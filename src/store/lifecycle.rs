//! Upload lifecycle (C5)
//!
//! The top-level entry point: orchestrates the metadata store, the part
//! coordinator, and the object-store client through the four operations a
//! tus front end drives a PATCH/HEAD/POST handler with. Grounded in the
//! teacher's `MultipartHandler`, which owned the same
//! create/upload/complete sequencing against a single S3 key.

use async_trait::async_trait;
use std::path::PathBuf;
use std::sync::Arc;

use crate::s3::{CredentialsProvider, S3Client, S3ClientConfig, S3CompletedPart, S3Part};
use crate::store::coordinator::PartCoordinator;
use crate::store::metadata::{MetadataStore, UploadSession};
use crate::store::splitter::{ByteStream, SplitterConfig};
use crate::store::{parse_metadata_string, ascii_coerce, StoreError, Upload, UploadBackend, UploadOffset};

pub struct UploadStoreConfig {
    pub s3: S3ClientConfig,
    pub part_size: u64,
    pub temp_dir: Option<PathBuf>,
}

impl UploadStoreConfig {
    /// Build from the crate's top-level configuration surface. Falls back
    /// to `AWS_ACCESS_KEY_ID`/`AWS_SECRET_ACCESS_KEY` when the config omits
    /// credentials, so operators can keep keys out of the YAML file.
    pub fn from_config(config: &crate::config::StoreConfig) -> Self {
        let resolved = CredentialsProvider::resolve(config);
        let (access_key, secret_key) = match resolved {
            Some(creds) => (
                Some(creds.access_key_id().to_string()),
                Some(creds.secret_access_key().to_string()),
            ),
            None => (None, None),
        };

        Self {
            s3: S3ClientConfig {
                bucket: config.bucket.clone(),
                region: config.region.clone(),
                endpoint: config.endpoint.clone(),
                access_key,
                secret_key,
                retry: None,
                timeout: None,
            },
            part_size: config.part_size as u64,
            temp_dir: config.temp_dir.clone(),
        }
    }
}

pub struct UploadStore {
    client: Arc<S3Client>,
    metadata: MetadataStore,
    coordinator: PartCoordinator,
    part_size: u64,
    temp_dir: PathBuf,
}

impl UploadStore {
    pub fn new(config: UploadStoreConfig) -> Result<Self, StoreError> {
        let client = Arc::new(S3Client::new(config.s3).map_err(StoreError::Transport)?);
        let metadata = MetadataStore::new(Arc::clone(&client));
        let coordinator = PartCoordinator::new(Arc::clone(&client));
        let temp_dir = config
            .temp_dir
            .unwrap_or_else(|| std::env::temp_dir().join(format!("tus-s3-store-{}", std::process::id())));

        Ok(Self {
            client,
            metadata,
            coordinator,
            part_size: config.part_size,
            temp_dir,
        })
    }

    /// Create a multipart upload and persist its metadata sidecar.
    #[tracing::instrument(name = "store.lifecycle.create", skip(self, upload), fields(upload.id = %upload.id), err)]
    pub async fn create(&self, mut upload: Upload) -> Result<Upload, StoreError> {
        if let Err(e) = self.client.bucket_exists().await {
            self.metadata.clear_cache(&upload.id);
            return Err(StoreError::classify(e, StoreError::BucketMissing));
        }

        if upload.creation_date.is_none() {
            upload.creation_date = Some(chrono::Utc::now().to_rfc3339());
        }

        let parsed = upload
            .upload_metadata
            .as_deref()
            .map(parse_metadata_string)
            .unwrap_or_default();
        let content_type = parsed.get("contentType").and_then(|e| e.decoded.clone());
        let original_name = parsed.get("filename").map(|e| ascii_coerce(&e.encoded));

        let upload_length_str = upload.upload_length.map(|len| len.to_string());
        let mut user_metadata: Vec<(&str, &str)> = vec![("tus_version", "1.0.0")];
        if let Some(ref len) = upload_length_str {
            user_metadata.push(("upload_length", len));
        }
        if upload.upload_defer_length {
            user_metadata.push(("upload_defer_length", "1"));
        }
        if let Some(ref raw) = upload.upload_metadata {
            user_metadata.push(("upload_metadata", raw));
        }
        if let Some(ref name) = original_name {
            user_metadata.push(("original_name", name));
        }

        let created = match self
            .client
            .create_multipart_upload(&upload.id, content_type.as_deref(), &user_metadata)
            .await
        {
            Ok(created) => created,
            Err(e) => {
                self.metadata.clear_cache(&upload.id);
                return Err(StoreError::classify(e, StoreError::BucketMissing));
            }
        };

        if let Err(e) = self.metadata.save_metadata(&upload, &created.upload_id).await {
            tracing::warn!(upload.id = %upload.id, "aborting orphaned multipart upload after metadata save failure");
            let _ = self.client.abort_multipart_upload(&upload.id, &created.upload_id).await;
            crate::metrics::record_multipart_aborted();
            self.metadata.clear_cache(&upload.id);
            return Err(e);
        }

        Ok(upload)
    }

    /// Consume one `PATCH` body, uploading eligible chunks as S3 parts and
    /// completing the multipart upload once the declared length is reached.
    #[tracing::instrument(name = "store.lifecycle.write", skip(self, readable), fields(upload.id = %id), err)]
    pub async fn write(&self, id: &str, readable: ByteStream) -> Result<u64, StoreError> {
        let session = self.metadata.get_metadata(id).await?;
        let parts = self.retrieve_parts_for(id, &session).await?;
        let next_part_number = parts.len() as u32 + 1;
        let starting_offset: u64 = parts.iter().map(|p| p.size).sum();

        let splitter_config = SplitterConfig {
            max_chunk_size: self.part_size,
            directory: self.temp_dir.join(id),
        };

        let started_at = std::time::Instant::now();
        let outcome = self
            .coordinator
            .run(
                id,
                &session.upload_id,
                readable,
                splitter_config,
                next_part_number,
                starting_offset,
                session.file.upload_length,
            )
            .await;
        crate::metrics::record_write_duration(started_at.elapsed().as_secs_f64());

        crate::metrics::record_bytes_accepted(outcome.bytes_accepted.saturating_sub(starting_offset));

        if let Some(err) = outcome.error {
            return match err {
                StoreError::RequestTimeout | StoreError::NoSuchUpload => {
                    tracing::warn!(upload.id = %id, "client disconnected mid-upload, offset preserved");
                    self.get_offset(id).await.map(|o| o.size)
                }
                other => {
                    crate::metrics::record_error(store_error_kind(&other));
                    self.metadata.clear_cache(id);
                    Err(other)
                }
            };
        }

        let offset = self.get_offset(id).await?;

        if let Some(length) = offset.upload.upload_length {
            if offset.size == length && !offset.parts.is_empty() {
                let completed_parts: Vec<S3CompletedPart> = offset
                    .parts
                    .iter()
                    .map(|p| S3CompletedPart {
                        part_number: p.part_number,
                        etag: p.etag.clone(),
                    })
                    .collect();

                let parts_count = offset.parts.len();
                self.client
                    .complete_multipart_upload(id, &session.upload_id, completed_parts)
                    .await
                    .map_err(|e| StoreError::classify(e, StoreError::NoSuchUpload))?;

                crate::metrics::record_multipart_completed(parts_count);
                self.metadata.clear_cache(id);
            }
        }

        Ok(offset.size)
    }

    #[tracing::instrument(name = "store.lifecycle.get_offset", skip(self), fields(upload.id = %id), err)]
    pub async fn get_offset(&self, id: &str) -> Result<UploadOffset, StoreError> {
        let session = self.metadata.get_metadata(id).await?;
        match self.retrieve_parts_for(id, &session).await {
            Ok(parts) => {
                let size = parts.iter().map(|p| p.size).sum();
                Ok(UploadOffset {
                    upload: session.file,
                    size,
                    parts,
                })
            }
            Err(StoreError::NoSuchUpload) => Ok(UploadOffset {
                upload: session.file.clone(),
                size: session.file.upload_length.unwrap_or(0),
                parts: vec![],
            }),
            Err(e) => Err(e),
        }
    }

    #[tracing::instrument(name = "store.lifecycle.declare_upload_length", skip(self), fields(upload.id = %id, upload.length = length), err)]
    pub async fn declare_upload_length(&self, id: &str, length: u64) -> Result<(), StoreError> {
        let mut session = self.metadata.get_metadata(id).await?;
        session.file.upload_length = Some(length);
        session.file.upload_defer_length = false;
        self.metadata.save_metadata(&session.file, &session.upload_id).await
    }

    pub async fn count_parts(&self, id: &str) -> Result<usize, StoreError> {
        let session = self.metadata.get_metadata(id).await?;
        Ok(self.retrieve_parts_for(id, &session).await?.len())
    }

    /// Enumerate an upload's parts, paginating ListParts until exhausted,
    /// then restricting the result to the contiguous `[1..N]` prefix: a gap
    /// means a part upload failed partway, and everything past the gap is
    /// unusable for offset/completion purposes even if S3 still holds it.
    pub async fn retrieve_parts(&self, id: &str) -> Result<Vec<S3Part>, StoreError> {
        let session = self.metadata.get_metadata(id).await?;
        self.retrieve_parts_for(id, &session).await
    }

    async fn retrieve_parts_for(&self, id: &str, session: &UploadSession) -> Result<Vec<S3Part>, StoreError> {
        let mut parts = Vec::new();
        let mut marker: Option<String> = None;

        loop {
            let page = self
                .client
                .list_parts(id, &session.upload_id, marker.as_deref())
                .await
                .map_err(|e| StoreError::classify(e, StoreError::NoSuchUpload))?;

            parts.extend(page.parts);
            match page.next_part_number_marker {
                Some(m) => marker = Some(m),
                None => break,
            }
        }

        parts.sort_by_key(|p| p.part_number);
        Ok(filter_contiguous_parts(parts))
    }
}

fn store_error_kind(err: &StoreError) -> &'static str {
    match err {
        StoreError::BucketMissing => "bucket_missing",
        StoreError::FileNotFound(_) => "file_not_found",
        StoreError::RequestTimeout => "request_timeout",
        StoreError::NoSuchUpload => "no_such_upload",
        StoreError::Transport(_) => "transport",
        StoreError::Filesystem(_) => "filesystem",
        StoreError::Serialization(_) => "serialization",
        StoreError::Other(_) => "other",
    }
}

/// Keep only the prefix of parts numbered `1, 2, 3, ...` with no gaps.
fn filter_contiguous_parts(parts: Vec<S3Part>) -> Vec<S3Part> {
    let mut contiguous = Vec::with_capacity(parts.len());
    for (i, part) in parts.into_iter().enumerate() {
        if part.part_number == (i as u32) + 1 {
            contiguous.push(part);
        } else {
            break;
        }
    }
    contiguous
}

#[async_trait]
impl UploadBackend for UploadStore {
    async fn create(&self, upload: Upload) -> Result<Upload, StoreError> {
        UploadStore::create(self, upload).await
    }

    async fn write(&self, id: &str, readable: ByteStream) -> Result<u64, StoreError> {
        UploadStore::write(self, id, readable).await
    }

    async fn get_offset(&self, id: &str) -> Result<UploadOffset, StoreError> {
        UploadStore::get_offset(self, id).await
    }

    async fn declare_upload_length(&self, id: &str, length: u64) -> Result<(), StoreError> {
        UploadStore::declare_upload_length(self, id, length).await
    }
}

#[cfg(test)]
mod tests {
    use super::*;

    fn part(part_number: u32, size: u64) -> S3Part {
        S3Part {
            part_number,
            etag: format!("\"e{part_number}\""),
            size,
        }
    }

    #[test]
    fn test_filter_contiguous_parts_keeps_full_run() {
        let parts = vec![part(1, 10), part(2, 10), part(3, 5)];
        let filtered = filter_contiguous_parts(parts);
        assert_eq!(filtered.len(), 3);
    }

    #[test]
    fn test_filter_contiguous_parts_stops_at_gap() {
        let parts = vec![part(1, 10), part(3, 5)];
        let filtered = filter_contiguous_parts(parts);
        assert_eq!(filtered.len(), 1);
        assert_eq!(filtered[0].part_number, 1);
    }

    #[test]
    fn test_filter_contiguous_parts_empty() {
        assert!(filter_contiguous_parts(vec![]).is_empty());
    }

    #[test]
    fn test_upload_store_config_from_config() {
        let config = crate::config::StoreConfig {
            bucket: "b".into(),
            region: "us-east-1".into(),
            endpoint: Some("http://localhost:9000".into()),
            access_key_id: Some("ak".into()),
            secret_access_key: Some("sk".into()),
            part_size: 8 * 1024 * 1024,
            temp_dir: None,
        };
        let store_config = UploadStoreConfig::from_config(&config);
        assert_eq!(store_config.s3.bucket, "b");
        assert_eq!(store_config.part_size, 8 * 1024 * 1024);
    }
}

**WHAT YOU SHOULD DO:** Copy out, from the listing above, every line that contains the word "PATCH".

**SOLUTION FOR THIS PROBLEM:**
//! tus front end drives a PATCH/HEAD/POST handler with. Grounded in the
    /// Consume one `PATCH` body, uploading eligible chunks as S3 parts and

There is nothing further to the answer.